Go through the data below and gather each line containing "format".

RECORDS FOR PROCESSING START

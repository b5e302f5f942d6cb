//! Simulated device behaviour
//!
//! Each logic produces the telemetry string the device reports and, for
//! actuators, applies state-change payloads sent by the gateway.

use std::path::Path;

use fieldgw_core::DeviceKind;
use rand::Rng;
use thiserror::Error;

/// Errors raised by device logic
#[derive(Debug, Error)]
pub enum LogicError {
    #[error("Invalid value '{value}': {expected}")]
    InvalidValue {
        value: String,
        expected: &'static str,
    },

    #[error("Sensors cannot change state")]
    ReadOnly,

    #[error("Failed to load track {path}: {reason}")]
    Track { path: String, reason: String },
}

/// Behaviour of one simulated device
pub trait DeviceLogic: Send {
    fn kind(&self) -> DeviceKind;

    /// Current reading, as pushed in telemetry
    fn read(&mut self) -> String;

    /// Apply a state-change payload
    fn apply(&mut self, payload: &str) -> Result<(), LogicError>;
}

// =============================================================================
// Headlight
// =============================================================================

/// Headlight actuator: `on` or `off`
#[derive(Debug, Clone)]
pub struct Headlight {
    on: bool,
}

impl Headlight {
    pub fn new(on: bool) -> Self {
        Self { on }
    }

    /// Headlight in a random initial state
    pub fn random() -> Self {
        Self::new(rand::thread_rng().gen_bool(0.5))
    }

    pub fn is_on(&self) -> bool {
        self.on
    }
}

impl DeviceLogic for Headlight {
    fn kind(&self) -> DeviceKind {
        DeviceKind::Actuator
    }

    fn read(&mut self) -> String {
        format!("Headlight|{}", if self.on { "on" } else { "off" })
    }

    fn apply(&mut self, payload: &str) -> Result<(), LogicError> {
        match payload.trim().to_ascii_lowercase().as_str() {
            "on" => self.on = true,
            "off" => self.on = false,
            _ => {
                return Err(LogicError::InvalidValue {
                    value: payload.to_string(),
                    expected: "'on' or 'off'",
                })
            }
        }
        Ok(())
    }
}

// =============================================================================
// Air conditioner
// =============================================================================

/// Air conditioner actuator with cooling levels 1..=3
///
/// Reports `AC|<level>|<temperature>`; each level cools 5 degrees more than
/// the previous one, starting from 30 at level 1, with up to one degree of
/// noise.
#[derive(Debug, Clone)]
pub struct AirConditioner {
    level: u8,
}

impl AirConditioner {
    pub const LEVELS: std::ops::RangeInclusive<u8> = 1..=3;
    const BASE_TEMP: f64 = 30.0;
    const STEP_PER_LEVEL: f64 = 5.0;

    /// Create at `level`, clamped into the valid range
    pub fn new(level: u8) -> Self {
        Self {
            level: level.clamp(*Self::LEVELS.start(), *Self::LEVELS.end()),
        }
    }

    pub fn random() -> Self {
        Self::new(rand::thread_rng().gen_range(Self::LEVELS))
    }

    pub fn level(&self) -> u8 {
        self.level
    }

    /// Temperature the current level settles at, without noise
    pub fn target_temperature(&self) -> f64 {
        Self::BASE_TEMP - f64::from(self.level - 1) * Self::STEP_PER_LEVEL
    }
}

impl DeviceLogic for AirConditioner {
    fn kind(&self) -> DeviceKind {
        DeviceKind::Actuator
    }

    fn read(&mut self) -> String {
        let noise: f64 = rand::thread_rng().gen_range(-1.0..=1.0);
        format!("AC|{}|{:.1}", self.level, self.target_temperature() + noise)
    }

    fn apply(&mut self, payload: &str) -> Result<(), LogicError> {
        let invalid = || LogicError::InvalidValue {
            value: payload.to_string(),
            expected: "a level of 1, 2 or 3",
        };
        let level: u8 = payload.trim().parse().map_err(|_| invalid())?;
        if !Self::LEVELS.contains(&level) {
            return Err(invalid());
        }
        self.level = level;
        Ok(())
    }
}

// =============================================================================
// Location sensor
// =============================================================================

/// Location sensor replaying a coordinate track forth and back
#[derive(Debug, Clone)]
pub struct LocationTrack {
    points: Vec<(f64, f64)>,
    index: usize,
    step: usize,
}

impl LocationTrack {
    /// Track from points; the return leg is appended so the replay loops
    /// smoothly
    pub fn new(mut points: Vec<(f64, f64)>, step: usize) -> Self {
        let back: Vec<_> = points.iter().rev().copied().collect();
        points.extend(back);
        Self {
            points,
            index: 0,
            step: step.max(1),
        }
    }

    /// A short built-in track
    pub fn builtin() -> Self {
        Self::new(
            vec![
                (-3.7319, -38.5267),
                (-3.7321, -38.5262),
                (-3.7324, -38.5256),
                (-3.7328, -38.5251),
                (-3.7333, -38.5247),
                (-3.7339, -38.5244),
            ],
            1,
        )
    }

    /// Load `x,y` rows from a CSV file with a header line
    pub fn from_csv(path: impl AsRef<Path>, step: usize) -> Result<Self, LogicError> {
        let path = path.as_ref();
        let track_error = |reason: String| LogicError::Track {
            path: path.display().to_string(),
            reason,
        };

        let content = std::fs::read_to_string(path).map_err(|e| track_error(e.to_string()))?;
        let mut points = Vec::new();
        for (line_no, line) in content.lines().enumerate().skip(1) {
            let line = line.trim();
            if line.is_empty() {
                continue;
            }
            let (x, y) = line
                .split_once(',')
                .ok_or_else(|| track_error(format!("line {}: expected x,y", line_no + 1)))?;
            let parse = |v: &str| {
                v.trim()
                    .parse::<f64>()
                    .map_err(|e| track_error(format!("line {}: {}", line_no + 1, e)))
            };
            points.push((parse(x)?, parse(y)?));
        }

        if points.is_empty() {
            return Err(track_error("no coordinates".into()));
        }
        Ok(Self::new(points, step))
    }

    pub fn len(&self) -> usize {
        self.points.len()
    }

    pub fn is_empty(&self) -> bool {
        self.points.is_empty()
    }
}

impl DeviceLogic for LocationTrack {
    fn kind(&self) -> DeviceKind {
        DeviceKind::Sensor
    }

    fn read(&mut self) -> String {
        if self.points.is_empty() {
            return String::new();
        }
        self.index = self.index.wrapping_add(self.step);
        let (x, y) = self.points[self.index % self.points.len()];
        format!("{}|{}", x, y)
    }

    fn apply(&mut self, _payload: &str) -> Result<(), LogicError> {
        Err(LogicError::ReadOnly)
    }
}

RECORDS FOR PROCESSING END
RECORDS FOR PROCESSING START

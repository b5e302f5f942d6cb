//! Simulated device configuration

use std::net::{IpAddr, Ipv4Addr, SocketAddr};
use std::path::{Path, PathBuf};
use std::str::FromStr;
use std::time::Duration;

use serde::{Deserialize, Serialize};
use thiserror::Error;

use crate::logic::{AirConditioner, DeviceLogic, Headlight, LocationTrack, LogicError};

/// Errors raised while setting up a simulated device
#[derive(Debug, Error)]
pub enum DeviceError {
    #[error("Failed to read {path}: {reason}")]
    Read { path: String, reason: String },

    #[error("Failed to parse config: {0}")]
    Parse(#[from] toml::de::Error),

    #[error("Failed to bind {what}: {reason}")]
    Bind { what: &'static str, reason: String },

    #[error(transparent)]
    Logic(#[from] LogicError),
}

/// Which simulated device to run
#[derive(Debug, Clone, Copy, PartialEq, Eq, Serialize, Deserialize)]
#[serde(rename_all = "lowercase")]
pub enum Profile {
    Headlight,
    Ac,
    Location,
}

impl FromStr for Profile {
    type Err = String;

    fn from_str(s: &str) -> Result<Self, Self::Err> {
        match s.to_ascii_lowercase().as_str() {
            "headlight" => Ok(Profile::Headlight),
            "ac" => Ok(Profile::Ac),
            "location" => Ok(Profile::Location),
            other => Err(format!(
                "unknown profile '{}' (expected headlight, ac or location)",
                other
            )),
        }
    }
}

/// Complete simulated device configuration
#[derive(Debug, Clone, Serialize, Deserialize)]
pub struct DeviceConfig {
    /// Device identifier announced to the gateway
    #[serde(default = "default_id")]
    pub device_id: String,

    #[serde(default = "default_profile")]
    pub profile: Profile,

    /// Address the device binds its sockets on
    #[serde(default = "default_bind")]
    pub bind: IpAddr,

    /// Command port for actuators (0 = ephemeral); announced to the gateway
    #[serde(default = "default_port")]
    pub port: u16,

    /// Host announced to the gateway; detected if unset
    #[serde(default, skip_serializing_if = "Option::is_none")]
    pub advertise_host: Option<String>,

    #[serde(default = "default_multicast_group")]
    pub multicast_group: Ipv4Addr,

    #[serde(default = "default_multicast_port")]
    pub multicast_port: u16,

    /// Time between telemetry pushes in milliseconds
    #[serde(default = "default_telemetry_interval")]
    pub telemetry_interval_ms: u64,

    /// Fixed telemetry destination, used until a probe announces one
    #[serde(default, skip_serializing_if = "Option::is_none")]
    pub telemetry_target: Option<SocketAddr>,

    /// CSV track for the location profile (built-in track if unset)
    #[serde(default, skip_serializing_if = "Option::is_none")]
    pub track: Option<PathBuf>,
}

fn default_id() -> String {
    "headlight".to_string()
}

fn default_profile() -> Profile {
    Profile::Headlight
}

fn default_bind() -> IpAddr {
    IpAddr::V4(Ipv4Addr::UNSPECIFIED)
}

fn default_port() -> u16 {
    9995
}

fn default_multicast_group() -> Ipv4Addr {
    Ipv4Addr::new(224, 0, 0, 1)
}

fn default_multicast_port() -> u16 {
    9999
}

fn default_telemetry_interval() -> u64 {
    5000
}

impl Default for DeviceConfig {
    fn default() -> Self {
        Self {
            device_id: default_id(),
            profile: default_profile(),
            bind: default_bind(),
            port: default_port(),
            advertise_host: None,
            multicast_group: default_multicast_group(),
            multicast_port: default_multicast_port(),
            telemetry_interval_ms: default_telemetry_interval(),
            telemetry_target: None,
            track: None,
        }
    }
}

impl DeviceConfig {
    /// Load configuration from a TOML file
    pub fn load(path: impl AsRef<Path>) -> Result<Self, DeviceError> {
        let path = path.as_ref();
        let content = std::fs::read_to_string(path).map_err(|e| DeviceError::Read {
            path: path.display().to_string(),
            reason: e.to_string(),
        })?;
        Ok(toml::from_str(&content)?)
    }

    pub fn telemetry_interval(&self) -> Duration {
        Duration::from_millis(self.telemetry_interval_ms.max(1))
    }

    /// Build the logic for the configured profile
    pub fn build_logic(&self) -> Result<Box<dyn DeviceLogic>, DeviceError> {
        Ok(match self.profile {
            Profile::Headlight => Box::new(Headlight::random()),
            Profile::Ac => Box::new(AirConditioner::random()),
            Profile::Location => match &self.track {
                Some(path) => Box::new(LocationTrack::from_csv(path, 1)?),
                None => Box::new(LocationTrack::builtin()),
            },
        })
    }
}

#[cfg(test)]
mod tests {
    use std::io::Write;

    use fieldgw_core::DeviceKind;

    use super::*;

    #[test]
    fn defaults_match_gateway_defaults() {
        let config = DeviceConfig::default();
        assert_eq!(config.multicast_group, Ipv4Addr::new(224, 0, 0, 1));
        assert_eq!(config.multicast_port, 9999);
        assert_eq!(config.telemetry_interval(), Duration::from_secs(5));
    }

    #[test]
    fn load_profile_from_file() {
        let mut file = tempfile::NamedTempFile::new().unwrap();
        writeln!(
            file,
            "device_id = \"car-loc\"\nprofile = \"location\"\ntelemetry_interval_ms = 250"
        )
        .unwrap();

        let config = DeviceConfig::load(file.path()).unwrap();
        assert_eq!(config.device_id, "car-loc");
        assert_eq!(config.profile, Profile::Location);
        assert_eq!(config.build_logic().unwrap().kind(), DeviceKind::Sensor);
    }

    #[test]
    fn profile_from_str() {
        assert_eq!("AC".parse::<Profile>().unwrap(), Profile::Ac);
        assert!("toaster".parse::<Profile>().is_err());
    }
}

RECORDS FOR PROCESSING END
RECORDS FOR PROCESSING START

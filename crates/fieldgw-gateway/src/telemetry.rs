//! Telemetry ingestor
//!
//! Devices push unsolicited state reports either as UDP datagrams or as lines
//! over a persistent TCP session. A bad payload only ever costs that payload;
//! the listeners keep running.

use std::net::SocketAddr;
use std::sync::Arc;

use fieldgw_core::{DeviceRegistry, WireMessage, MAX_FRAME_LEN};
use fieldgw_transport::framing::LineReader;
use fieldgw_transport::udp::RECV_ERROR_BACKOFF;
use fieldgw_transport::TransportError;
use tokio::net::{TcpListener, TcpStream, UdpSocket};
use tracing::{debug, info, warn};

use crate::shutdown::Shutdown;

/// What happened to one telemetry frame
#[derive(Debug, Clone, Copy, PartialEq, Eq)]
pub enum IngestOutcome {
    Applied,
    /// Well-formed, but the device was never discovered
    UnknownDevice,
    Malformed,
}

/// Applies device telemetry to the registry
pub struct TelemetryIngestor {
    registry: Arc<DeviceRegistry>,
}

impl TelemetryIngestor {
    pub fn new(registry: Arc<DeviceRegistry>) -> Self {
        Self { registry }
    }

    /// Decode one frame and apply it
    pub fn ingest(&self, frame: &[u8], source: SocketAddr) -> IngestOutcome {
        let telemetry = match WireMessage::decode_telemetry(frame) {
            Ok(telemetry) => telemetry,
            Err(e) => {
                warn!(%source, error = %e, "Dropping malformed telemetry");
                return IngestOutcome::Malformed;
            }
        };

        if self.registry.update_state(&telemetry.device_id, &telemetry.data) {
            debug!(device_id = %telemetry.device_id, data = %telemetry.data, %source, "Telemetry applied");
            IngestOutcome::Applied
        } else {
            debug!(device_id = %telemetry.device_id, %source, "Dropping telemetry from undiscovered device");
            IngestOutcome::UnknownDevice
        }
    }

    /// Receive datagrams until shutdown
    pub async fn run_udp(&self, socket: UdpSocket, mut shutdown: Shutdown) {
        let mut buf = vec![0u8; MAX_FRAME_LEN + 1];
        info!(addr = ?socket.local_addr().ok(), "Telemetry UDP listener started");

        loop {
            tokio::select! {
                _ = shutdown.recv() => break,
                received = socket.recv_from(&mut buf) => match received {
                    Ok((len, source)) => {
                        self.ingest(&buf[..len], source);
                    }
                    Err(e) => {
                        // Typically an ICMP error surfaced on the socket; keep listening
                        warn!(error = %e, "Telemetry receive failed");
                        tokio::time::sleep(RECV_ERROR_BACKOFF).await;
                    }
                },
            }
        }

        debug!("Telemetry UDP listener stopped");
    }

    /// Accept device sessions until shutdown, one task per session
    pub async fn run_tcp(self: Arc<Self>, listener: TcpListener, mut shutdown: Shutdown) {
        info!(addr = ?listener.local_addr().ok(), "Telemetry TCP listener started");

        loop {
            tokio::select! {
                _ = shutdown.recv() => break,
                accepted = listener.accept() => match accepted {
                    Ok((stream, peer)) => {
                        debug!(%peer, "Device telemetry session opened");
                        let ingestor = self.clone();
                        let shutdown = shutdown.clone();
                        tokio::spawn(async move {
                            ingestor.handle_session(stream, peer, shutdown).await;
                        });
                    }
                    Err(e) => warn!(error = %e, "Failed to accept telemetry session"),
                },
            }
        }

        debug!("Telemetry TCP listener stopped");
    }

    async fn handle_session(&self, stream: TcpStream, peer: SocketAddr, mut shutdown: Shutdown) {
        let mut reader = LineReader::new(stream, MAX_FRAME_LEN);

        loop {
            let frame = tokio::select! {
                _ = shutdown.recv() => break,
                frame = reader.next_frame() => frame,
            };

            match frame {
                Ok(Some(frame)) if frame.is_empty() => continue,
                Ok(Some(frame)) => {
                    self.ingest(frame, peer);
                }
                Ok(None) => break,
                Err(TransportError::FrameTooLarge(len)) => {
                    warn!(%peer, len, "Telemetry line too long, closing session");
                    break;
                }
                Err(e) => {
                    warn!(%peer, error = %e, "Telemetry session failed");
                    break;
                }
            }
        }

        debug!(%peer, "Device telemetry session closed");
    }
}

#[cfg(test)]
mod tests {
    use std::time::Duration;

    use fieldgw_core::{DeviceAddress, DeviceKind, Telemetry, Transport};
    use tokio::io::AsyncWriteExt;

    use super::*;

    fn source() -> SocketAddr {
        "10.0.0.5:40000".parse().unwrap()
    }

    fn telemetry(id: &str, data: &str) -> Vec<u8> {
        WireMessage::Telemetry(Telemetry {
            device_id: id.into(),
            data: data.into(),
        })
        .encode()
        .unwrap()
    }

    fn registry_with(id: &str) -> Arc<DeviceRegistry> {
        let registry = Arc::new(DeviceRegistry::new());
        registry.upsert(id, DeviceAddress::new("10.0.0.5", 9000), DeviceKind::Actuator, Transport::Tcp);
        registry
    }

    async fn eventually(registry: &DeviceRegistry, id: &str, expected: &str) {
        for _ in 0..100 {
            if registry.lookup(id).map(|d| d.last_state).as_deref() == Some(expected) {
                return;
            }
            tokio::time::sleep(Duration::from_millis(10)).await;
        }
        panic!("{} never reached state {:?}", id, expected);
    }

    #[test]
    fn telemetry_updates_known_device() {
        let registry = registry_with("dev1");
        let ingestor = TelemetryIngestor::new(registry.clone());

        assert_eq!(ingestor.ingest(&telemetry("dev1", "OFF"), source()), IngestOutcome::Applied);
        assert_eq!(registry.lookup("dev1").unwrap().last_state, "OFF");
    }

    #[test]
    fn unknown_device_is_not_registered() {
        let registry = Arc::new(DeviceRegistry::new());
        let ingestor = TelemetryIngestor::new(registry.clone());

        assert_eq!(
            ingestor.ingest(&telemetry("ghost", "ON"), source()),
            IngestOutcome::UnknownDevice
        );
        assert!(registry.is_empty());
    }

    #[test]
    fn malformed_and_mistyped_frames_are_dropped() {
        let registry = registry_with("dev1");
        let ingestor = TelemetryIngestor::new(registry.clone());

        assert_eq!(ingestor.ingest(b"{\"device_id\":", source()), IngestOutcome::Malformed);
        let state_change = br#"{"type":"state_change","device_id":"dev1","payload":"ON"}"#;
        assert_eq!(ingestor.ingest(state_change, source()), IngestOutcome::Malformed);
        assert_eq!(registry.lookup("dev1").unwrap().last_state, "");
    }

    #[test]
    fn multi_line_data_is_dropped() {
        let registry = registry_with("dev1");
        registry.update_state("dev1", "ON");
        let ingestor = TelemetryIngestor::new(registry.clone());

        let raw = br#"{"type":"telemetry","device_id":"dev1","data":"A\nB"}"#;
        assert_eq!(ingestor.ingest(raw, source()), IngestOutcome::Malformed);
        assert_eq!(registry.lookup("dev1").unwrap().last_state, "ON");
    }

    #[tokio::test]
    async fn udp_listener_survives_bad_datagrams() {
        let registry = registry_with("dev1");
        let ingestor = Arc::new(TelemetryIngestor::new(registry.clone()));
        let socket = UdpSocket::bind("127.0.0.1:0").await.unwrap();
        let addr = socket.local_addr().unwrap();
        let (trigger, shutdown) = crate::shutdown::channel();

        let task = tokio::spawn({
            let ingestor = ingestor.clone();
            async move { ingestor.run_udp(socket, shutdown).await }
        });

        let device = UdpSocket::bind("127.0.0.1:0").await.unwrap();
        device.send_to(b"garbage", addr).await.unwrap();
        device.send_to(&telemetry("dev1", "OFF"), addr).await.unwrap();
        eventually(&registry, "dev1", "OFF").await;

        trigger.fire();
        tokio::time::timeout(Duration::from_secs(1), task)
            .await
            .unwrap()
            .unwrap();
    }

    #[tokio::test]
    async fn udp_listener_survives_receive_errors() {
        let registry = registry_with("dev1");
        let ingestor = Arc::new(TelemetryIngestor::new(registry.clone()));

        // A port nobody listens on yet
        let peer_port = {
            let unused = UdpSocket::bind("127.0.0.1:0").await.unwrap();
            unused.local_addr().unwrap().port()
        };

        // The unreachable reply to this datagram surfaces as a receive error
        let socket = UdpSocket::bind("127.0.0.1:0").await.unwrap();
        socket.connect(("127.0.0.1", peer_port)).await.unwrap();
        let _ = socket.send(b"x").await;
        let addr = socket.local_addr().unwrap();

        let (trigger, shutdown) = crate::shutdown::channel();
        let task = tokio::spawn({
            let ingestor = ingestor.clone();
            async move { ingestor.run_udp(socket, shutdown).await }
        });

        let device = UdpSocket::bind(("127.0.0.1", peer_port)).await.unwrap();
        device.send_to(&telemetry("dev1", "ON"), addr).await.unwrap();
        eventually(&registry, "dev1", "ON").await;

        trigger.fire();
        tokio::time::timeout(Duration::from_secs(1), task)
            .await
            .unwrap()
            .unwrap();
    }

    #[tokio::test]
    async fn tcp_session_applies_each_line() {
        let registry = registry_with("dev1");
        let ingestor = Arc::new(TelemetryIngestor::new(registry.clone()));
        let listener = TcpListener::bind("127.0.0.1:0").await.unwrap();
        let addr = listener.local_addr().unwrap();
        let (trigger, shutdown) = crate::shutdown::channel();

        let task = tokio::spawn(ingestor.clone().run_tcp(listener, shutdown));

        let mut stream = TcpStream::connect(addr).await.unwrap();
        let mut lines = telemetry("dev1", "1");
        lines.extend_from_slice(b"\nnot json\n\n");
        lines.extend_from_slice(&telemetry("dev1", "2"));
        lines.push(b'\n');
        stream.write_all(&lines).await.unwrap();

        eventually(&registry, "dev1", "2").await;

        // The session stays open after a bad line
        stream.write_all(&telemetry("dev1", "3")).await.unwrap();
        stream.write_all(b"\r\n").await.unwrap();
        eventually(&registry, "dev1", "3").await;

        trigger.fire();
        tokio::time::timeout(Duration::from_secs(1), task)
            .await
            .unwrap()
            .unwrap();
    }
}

RECORDS FOR PROCESSING END

**OUTPUT BELOW**
        format!("Headlight|{}", if self.on { "on" } else { "off" })
        format!("AC|{}|{:.1}", self.level, self.target_temperature() + noise)
                .ok_or_else(|| track_error(format!("line {}: expected x,y", line_no + 1)))?;
                    .map_err(|e| track_error(format!("line {}: {}", line_no + 1, e)))
        format!("{}|{}", x, y)
            other => Err(format!(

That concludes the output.